A quantidade de filmes que tentam emular Jonh Wick é impressionante. De tempos em tempos, surge uma comédia de ação como esse Família À Prova de Balas, que mira no longa protagonizado por Keanu Reeves e acerta o pior de Sr. e Sra. Smith, com humor pouco eficiente e cenas de ação marcadas pelo clichê da violência.

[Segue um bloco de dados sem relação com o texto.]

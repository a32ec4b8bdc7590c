//! Transactions module - buy and sell records against assets.

mod transactions_model;
mod transactions_service;
mod transactions_traits;


pub use transactions_model::{
    normalize_notes, validate_amounts, NewTransaction, Transaction, TransactionType,
    TransactionUpdate, ValidatedAmounts,
};
pub use transactions_service::TransactionService;
pub use transactions_traits::{TransactionRepositoryTrait, TransactionServiceTrait};
//! Whole-document Markdown imports
//!
//! The unit tests in the crate cover single constructs; these feed realistic
//! multi-block documents and check run order, anchors and offsets together.

use notedown_engine::tree::{attr, name};

use crate::common::{parse_markdown, plain_text, runs};

#[test]
fn mixed_document_keeps_block_order() {
    let doc = parse_markdown(
        "# Notes\nintro text\n- first\n- second\n```python\nprint(1)\n```\nthe end\n",
    );
    let runs = runs(&doc);

    assert_eq!(runs[0].text, "Notes\n");
    assert_eq!(runs[0].attr(attr::SCALE), Some("h1"));
    assert_eq!(runs[1].text, "intro text\n");

    let bullets: Vec<_> = runs.iter().filter(|r| r.text == "• ").collect();
    assert_eq!(bullets.len(), 2);

    let codebox = runs
        .iter()
        .find(|r| r.name == name::CODEBOX)
        .expect("codebox anchor");
    assert_eq!(codebox.attr(attr::SYNTAX), Some("python"));
    assert_eq!(codebox.text, "print(1)\n");
    // every character before the anchor, each earlier anchor worth one
    assert_eq!(codebox.attr(attr::CHAR_OFFSET), Some("34"));

    assert_eq!(runs.last().map(|r| r.text.as_str()), Some("\nthe end\n"));
}

#[test]
fn inline_styles_reconstruct_the_text() {
    let doc = parse_markdown("Some **bold** and *slant* text.\n");
    assert_eq!(plain_text(&doc), "Some bold and slant text.\n");

    let runs = runs(&doc);
    assert_eq!(runs[1].text, "bold");
    assert_eq!(runs[1].attr(attr::WEIGHT), Some(attr::HEAVY));
    assert_eq!(runs[3].text, "slant");
    assert_eq!(runs[3].attr(attr::STYLE), Some(attr::ITALIC));
}

#[test]
fn image_between_paragraphs_becomes_anchor() {
    let doc = parse_markdown("before\n![alt](pic.png)\nafter\n");
    let runs = runs(&doc);

    assert_eq!(runs[0].text, "before\n");
    assert_eq!(runs[1].name, name::IMAGE);
    assert_eq!(runs[1].attr(attr::SOURCE), Some("pic.png"));
    assert_eq!(runs[1].attr(attr::CHAR_OFFSET), Some("7"));
    assert_eq!(runs[2].text, "\nafter\n");
}

#[test]
fn bold_italic_region_carries_both_attributes() {
    let doc = parse_markdown("***loud***");
    let runs = runs(&doc);
    assert_eq!(runs[0].text, "loud");
    assert_eq!(runs[0].attr(attr::WEIGHT), Some(attr::HEAVY));
    assert_eq!(runs[0].attr(attr::STYLE), Some(attr::ITALIC));
}

#[test]
fn table_then_paragraph_resumes_free_text() {
    let doc = parse_markdown("| a | b |\n| c | d |\n\ntail\n");
    let runs = runs(&doc);

    assert_eq!(runs[0].name, name::TABLE);
    assert_eq!(runs[0].children.len(), 2);
    assert_eq!(runs[0].children[0].children[1].text, "b");
    assert!(plain_text(&doc).contains("tail\n"));
}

Ray Hayes (Kevin James) é um ex-policial que, há alguns anos, trabalha para a máfia, mas está prestes a abandonar um serviço. Um pequeno flashback, no início, dá conta de sua entrada no mundo dos gângsters, numa facção comandada por Michael Temple (Melissa Leo, a melhor coisa do filme). Mulher de código rígido, mas de palavra, também, ela promete ao protagonista que quando ele quiser sair desse trabalho, pode sair sem qualquer penalidade. A ideia dele sempre foi trabalhar por um tempo, para juntar dinheiro e abrir um restaurante com sua mulher, Alice (Christina Ricci).

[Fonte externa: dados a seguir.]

//! Marker tokenizer
//!
//!     `TokenTable` indexes a dialect's schemas by their open and close markers and
//!     splits raw text into literal runs and marker tokens. Matching is greedy: at
//!     every position the longest marker that matches wins. A backslash escapes the
//!     next character, and a space always ends the current literal run so that
//!     multi-word markers never straddle a word boundary.

use std::collections::HashMap;

use crate::schema::TokenSchema;

/// One unit of tokenizer output
#[derive(Debug, Clone, PartialEq, Eq)]
pub enum Token {
    /// Literal text between markers
    Text(String),
    /// A schema open or close marker
    Marker(String),
}

impl Token {
    /// The underlying characters, regardless of kind
    pub fn text(&self) -> &str {
        match self {
            Token::Text(s) | Token::Marker(s) => s,
        }
    }
}

/// A dialect's schema table with marker lookup indexes
#[derive(Debug)]
pub struct TokenTable {
    schemas: Vec<TokenSchema>,
    open_index: HashMap<String, usize>,
    close_index: HashMap<String, usize>,
    // markers grouped by first char, for the scan loop
    by_first_char: HashMap<char, Vec<String>>,
}

enum Match {
    /// A complete marker matched at the scan position
    Full(String),
    /// Input ended while a marker was still possible
    Partial,
    None,
}

impl TokenTable {
    pub fn new(schemas: Vec<TokenSchema>) -> Self {
        let mut open_index = HashMap::new();
        let mut close_index = HashMap::new();
        let mut by_first_char: HashMap<char, Vec<String>> = HashMap::new();

        for (idx, schema) in schemas.iter().enumerate() {
            open_index.insert(schema.open_tag.clone(), idx);
            if let Some(close) = schema.close_tag() {
                if !close.is_empty() {
                    close_index.insert(close.to_owned(), idx);
                }
            }
        }
        for marker in open_index.keys().chain(close_index.keys()) {
            if let Some(first) = marker.chars().next() {
                let group = by_first_char.entry(first).or_default();
                if !group.iter().any(|m| m == marker) {
                    group.push(marker.clone());
                }
            }
        }

        TokenTable { schemas, open_index, close_index, by_first_char }
    }

    pub fn schemas(&self) -> &[TokenSchema] {
        &self.schemas
    }

    /// Schema opened by `marker`, if any
    pub fn open_schema(&self, marker: &str) -> Option<&TokenSchema> {
        self.open_index.get(marker).map(|&idx| &self.schemas[idx])
    }

    /// Whether `marker` closes some schema in the table
    pub fn is_close_marker(&self, marker: &str) -> bool {
        self.close_index.contains_key(marker)
    }

    /// Open markers that start with `prefix`
    pub fn open_markers_with_prefix<'a>(
        &'a self,
        prefix: &'a str,
    ) -> impl Iterator<Item = &'a str> + 'a {
        self.open_index
            .keys()
            .filter(move |marker| marker.starts_with(prefix))
            .map(String::as_str)
    }

    /// Splits `text` into literal runs and markers.
    ///
    /// A space terminates the current literal run and leads the next one, so a
    /// marker can never begin in one word and end in another. If the input ends
    /// in the middle of a possible marker, the pending characters are emitted as
    /// a marker token so downstream consumers see the partial delimiter.
    pub fn tokenize(&self, text: &str) -> Vec<Token> {
        let chars: Vec<char> = text.chars().collect();
        let mut tokens = Vec::new();
        let mut literal = String::new();
        let mut i = 0;

        while i < chars.len() {
            let ch = chars[i];
            if ch == ' ' {
                if !literal.is_empty() {
                    tokens.push(Token::Text(std::mem::take(&mut literal)));
                }
                literal.push(' ');
                i += 1;
                continue;
            }
            if ch == '\\' {
                // escaped char is always literal, the backslash is dropped
                i += 1;
                if i < chars.len() {
                    literal.push(chars[i]);
                    i += 1;
                }
                continue;
            }
            if let Some(candidates) = self.by_first_char.get(&ch) {
                let at_line_start = i == 0 || chars[i - 1] == '\n';
                let permitted = candidates
                    .iter()
                    .filter(|marker| at_line_start || self.matches_mid_line(marker));
                match longest_match(&chars[i..], permitted) {
                    Match::Full(marker) => {
                        if !literal.is_empty() {
                            tokens.push(Token::Text(std::mem::take(&mut literal)));
                        }
                        i += marker.chars().count();
                        tracing::trace!(%marker, "tokenize: matched marker");
                        tokens.push(Token::Marker(marker));
                        continue;
                    }
                    Match::Partial => {
                        if !literal.is_empty() {
                            tokens.push(Token::Text(std::mem::take(&mut literal)));
                        }
                        tokens.push(Token::Marker(chars[i..].iter().collect()));
                        return tokens;
                    }
                    Match::None => {}
                }
            }
            literal.push(ch);
            i += 1;
        }
        if !literal.is_empty() {
            tokens.push(Token::Text(literal));
        }
        tokens
    }

    /// Whether `marker` may still match away from a line start. Close markers
    /// always may, anchored open markers may not.
    fn matches_mid_line(&self, marker: &str) -> bool {
        self.is_close_marker(marker)
            || !self.open_schema(marker).is_some_and(|schema| schema.line_anchored)
    }
}

/// Longest candidate matching at the head of `rest`. When no candidate matches
/// in full but `rest` ran out inside one, the match is reported as partial.
fn longest_match<'a>(rest: &[char], candidates: impl Iterator<Item = &'a String>) -> Match {
    let mut best: Option<&'a str> = None;
    let mut partial = false;
    for candidate in candidates {
        let mut matched = 0;
        let mut complete = true;
        for (idx, want) in candidate.chars().enumerate() {
            match rest.get(idx) {
                Some(&got) if got == want => matched += 1,
                Some(_) => {
                    complete = false;
                    break;
                }
                None => {
                    complete = false;
                    break;
                }
            }
        }
        if complete {
            if best.map_or(true, |b| candidate.chars().count() > b.chars().count()) {
                best = Some(candidate.as_str());
            }
        } else if matched == rest.len() && matched > 0 {
            // every remaining char agreed with the candidate
            partial = true;
        }
    }
    match best {
        Some(marker) => Match::Full(marker.to_owned()),
        None if partial => Match::Partial,
        None => Match::None,
    }
}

Enfim, o filme volta para o presente, quando ele está participando de sua última missão, quando tudo sai errado e um novo mafioso, Lonnie Castigan (Timothy V. Murphy), assume o comando, e os arranjos feitos com Michael no passado são desfeitos – ou seja, Ray não pode abandonar impunemente o trabalho. E é a partir disso que começa a correria e troca de tiros e sopapos do longa.
Ray, Alice, a filha adolescente, Siohbán (Keana Marie), e o caçula, Henry (Leo Easton Kelly), precisam salvar suas vidas quando a verdade sobre o emprego do pai vem à tona. Alice já sabia de tudo, mas, ela também esconde lá seus segredos, numa subtrama bastante improvável dentro do longa.
Genérico nas cenas de ação, ruim nos momentos de humor, Família à Prova de Balas parece um filme feito uns 20 anos atrás que ficou guardado e só agora está vendo a luz do dia. Nem atores experientes na comédia como James e Ricci parecem à vontade. Edward Drake, que também assina o roteiro, tem dificuldade em modular o humor, a violência e a dinâmica familiar, e no fim nada funciona muito bem.